Archive for August, 2009


JCA Colloquia (Fall 2009)

The Judaism and Christianity in Antiquity program of the University of Virginia has scheduled an outstanding series of colloquia for this semester:

  • Harry Gamble, “Codex Sinaiticus: The Production and Purpose of a Fourth Century Bible,” Tuesday, September 22, 2:00-3:15, Newcomb Hall 289.
  • Robin Darling Young, “The Eagle Vision in IV Ezra,” Tuesday, October 20, 2:00-3:15, Newcomb Hall 481.
  • Wendy Mayer, “The Cult of the Maccabees: A Window on Jewish-Christian Relations in Late Antique Antioch,” Tuesday, December 1, 2:00-3:15, Newcomb Hall 481.

If you’re in the Charlottesville area, please join us.


Textbooks (For Classes I’m Not Actually Taking)

As an unrepentant book addict, one of the most dangerous times of the year is textbook season—when a bunch of books other than those required for my courses somehow find their way into my shopping bag.  But I’ve been good this year, indulging in just one extra purchase.  And here it is:


The Bible and the People

Lori Anne Ferrell

In the eleventh century, the Bible was available only in expensive and rare hand-copied manuscripts. Today, millions of people from all walks of life seek guidance, inspiration, entertainment, and answers from their own editions of the Bible. This illustrated book tells the story of what happened to the ancient set of writings we call the Bible during those thousand years. Anchoring the story in material evidence—hundreds of different translations and versions of the Bible—Lori Anne Ferrell discusses how the Bible has been endlessly retailored to meet the changing needs of religion, politics, and the reading public while retaining its special status as a sacred text.

Focusing on the English-speaking world, The Bible and the People charts the extraordinary voyage of the Bible from manuscript Bibles to the Gutenberg volumes, Bibles commissioned by kings and queens, the Eliot Indian Bible, salesmen’s door-to-door Bibles, children’s Bibles, Gideon Bibles, teen magazine Bibles, and more. Ferrell discusses the Bible’s profound impact on readers over the centuries, and, in turn, the mark those readers made upon it. Enjoyable and informative, this book takes a fresh look at the fascinating and little-recognized connections among Christian, political, and book history.

Lori Anne Ferrell is professor of early modern history and literature at Claremont Graduate University. She lives in Claremont, CA.

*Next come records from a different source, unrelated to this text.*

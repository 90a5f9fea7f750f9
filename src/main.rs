//! REST catalog request runner.
//!
//! Serves an in-memory catalog through the REST adapter and replays
//! requests read from a script or stdin, one per line:
//!
//! ```text
//! POST v1/namespaces {"namespace": ["accounting"]}
//! GET v1/namespaces/accounting
//! DELETE v1/namespaces/accounting/tables/t
//! ```
//!
//! Each result is printed to stdout as JSON. Failures print the error
//! payload envelope instead. Blank lines and lines starting with `#` are
//! skipped.

use std::fs::File;
use std::io::{self, BufRead, BufReader, Write};
use std::path::PathBuf;
use std::sync::Arc;

use clap::Parser;

use rest_catalog::catalog::memory::{InMemoryCatalog, TablesOnly};
use rest_catalog::catalog::types::Namespace;
use rest_catalog::catalog::{Catalog, SupportsNamespaces};
use rest_catalog::config::{load_config, AdapterConfig};
use rest_catalog::observability::init_logging;
use rest_catalog::rest::{ErrorResponse, RestCatalogAdapter, RestRequest, RestResponse};
use rest_catalog::routing::{HttpMethod, Route};

#[derive(Parser)]
#[command(name = "rest-catalog")]
#[command(about = "Replay REST catalog requests against an in-memory catalog", long_about = None)]
struct Cli {
    /// TOML configuration file
    #[arg(short, long)]
    config: Option<PathBuf>,

    /// Requests to replay; reads stdin when omitted
    #[arg(short, long)]
    script: Option<PathBuf>,

    /// Serve only table routes, as a catalog without namespace support would
    #[arg(long)]
    tables_only: bool,
}

fn main() -> Result<(), Box<dyn std::error::Error>> {
    let cli = Cli::parse();

    let config = match &cli.config {
        Some(path) => load_config(path)?,
        None => AdapterConfig::default(),
    };
    init_logging(&config.observability)?;

    tracing::info!(
        catalog = %config.catalog.name,
        warehouse = %config.catalog.warehouse,
        tables_only = cli.tables_only,
        "Configuration loaded"
    );

    let memory = Arc::new(InMemoryCatalog::new(
        config.catalog.name.clone(),
        config.catalog.warehouse.clone(),
    ));
    for dotted in &config.catalog.namespaces {
        let namespace = Namespace::of(dotted.split('.'));
        if !memory.namespace_exists(&namespace) {
            memory.create_namespace(&namespace, Default::default())?;
        }
    }

    let catalog: Arc<dyn Catalog> = if cli.tables_only {
        Arc::new(TablesOnly(memory))
    } else {
        memory
    };
    let adapter = RestCatalogAdapter::from_config(catalog, &config);

    let input: Box<dyn BufRead> = match &cli.script {
        Some(path) => Box::new(BufReader::new(File::open(path)?)),
        None => Box::new(io::stdin().lock()),
    };

    let stdout = io::stdout();
    let mut out = stdout.lock();
    for (number, line) in input.lines().enumerate() {
        let line = line?;
        let line = line.trim();
        if line.is_empty() || line.starts_with('#') {
            continue;
        }

        let printed = match run_line(&adapter, line) {
            Ok(Some(response)) => serde_json::to_string_pretty(&response)?,
            Ok(None) => "null".to_string(),
            Err(LineError::Rejected(error)) => error.to_json()?,
            Err(LineError::Malformed(reason)) => {
                tracing::warn!(line = number + 1, reason = %reason, "Skipping malformed request");
                continue;
            }
        };
        writeln!(out, "{}", printed)?;
    }

    Ok(())
}

enum LineError {
    Rejected(ErrorResponse),
    Malformed(String),
}

fn run_line(adapter: &RestCatalogAdapter, line: &str) -> Result<Option<RestResponse>, LineError> {
    let mut parts = line.splitn(3, char::is_whitespace);
    let method: HttpMethod = parts
        .next()
        .unwrap_or_default()
        .parse()
        .map_err(|e: rest_catalog::routing::RouteError| LineError::Malformed(e.to_string()))?;
    let path = parts
        .next()
        .ok_or_else(|| LineError::Malformed("missing path".to_string()))?;
    let json = parts.next().map(str::trim).filter(|json| !json.is_empty());

    // The body shape depends on the route, so match once here to pick it.
    let body = match (Route::from_request(method, path), json) {
        (Some(found), Some(json)) => RestRequest::from_json(found.route, json)
            .map_err(|e| LineError::Malformed(format!("invalid body: {}", e)))?,
        _ => None,
    };

    let mut rejected = None;
    let result = adapter.execute::<Option<RestResponse>, _>(method, path, body, |error| {
        rejected = Some(error.clone());
        Ok(())
    });
    match (result, rejected) {
        (Ok(response), _) => Ok(response),
        (Err(_), Some(error)) => Err(LineError::Rejected(error)),
        (Err(err), None) => Err(LineError::Malformed(err.to_string())),
    }
}

//! Routing subsystem.
//!
//! # Data Flow
//! ```text
//! Incoming request (verb, path)
//!     → router.rs (declared catalog routes, in order)
//!     → matcher.rs (verb, segment count, literal segments)
//!     → Return: MatchResult { route, variables } or None
//!
//! Route compilation (first lookup):
//!     Route::ALL (verb + pattern)
//!     → split patterns into literal / variable segments
//!     → freeze as immutable RouteTable
//! ```
//!
//! # Design Decisions
//! - Routes compiled once, immutable at runtime
//! - No regex; positional segment comparison only
//! - Deterministic: same input always matches same route
//! - First match wins (declaration order)

pub mod matcher;
pub mod router;

pub use matcher::{HttpMethod, MatchResult, RouteDefinition, RouteError, RouteTable, Segment};
pub use router::Route;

    And if you’d like to check out the course that actually goes with this book:

    RELC 3559 New Course in Christianity: History of the Bible

    Harry Gamble

    Although the Bible comprises the authoritative scripture of Christianity and stands as a monument of Western culture generally, most are ignorant about how this came to be.  This seminar will focus on the history of the Bible (as distinct from “biblical history” or history in the Bible) – that is, on the formation and transmission and use of the Bible as a book.  By examining ancient manuscripts, we will consider how the biblical literature was first written, how various parts of it were initially collected and how, when and to what effects the Bible as a whole came to be formed.  We will also consider the various translations of the Bible in antiquity, and the means of its dissemination and use from antiquity through the middle ages.  Then we will move on to discuss the emergence of printed Bibles in the 15th century and late medieval/early modern translations of the Bible into European vernaculars.  Finally, we will compare and discuss various modern English editions and translations of the Bible.  In short, the seminar will trace the history of the Bible as a book, including its forms, its uses and attitudes toward it, from antiquity to the present.


    A Newly Discovered NT Papyrus!

    Claire Clivaz, a professor at the University of Lausanne and a member of the Textual Criticism Group, has announced the discovery of a previously unknown papyrus fragment of the New Testament consisting of a few verses from the Letter to the Hebrews (13:12-13, 19-20).  Dated to the fourth century, it will be added to the Gregory-Aland catalog under the designation P126.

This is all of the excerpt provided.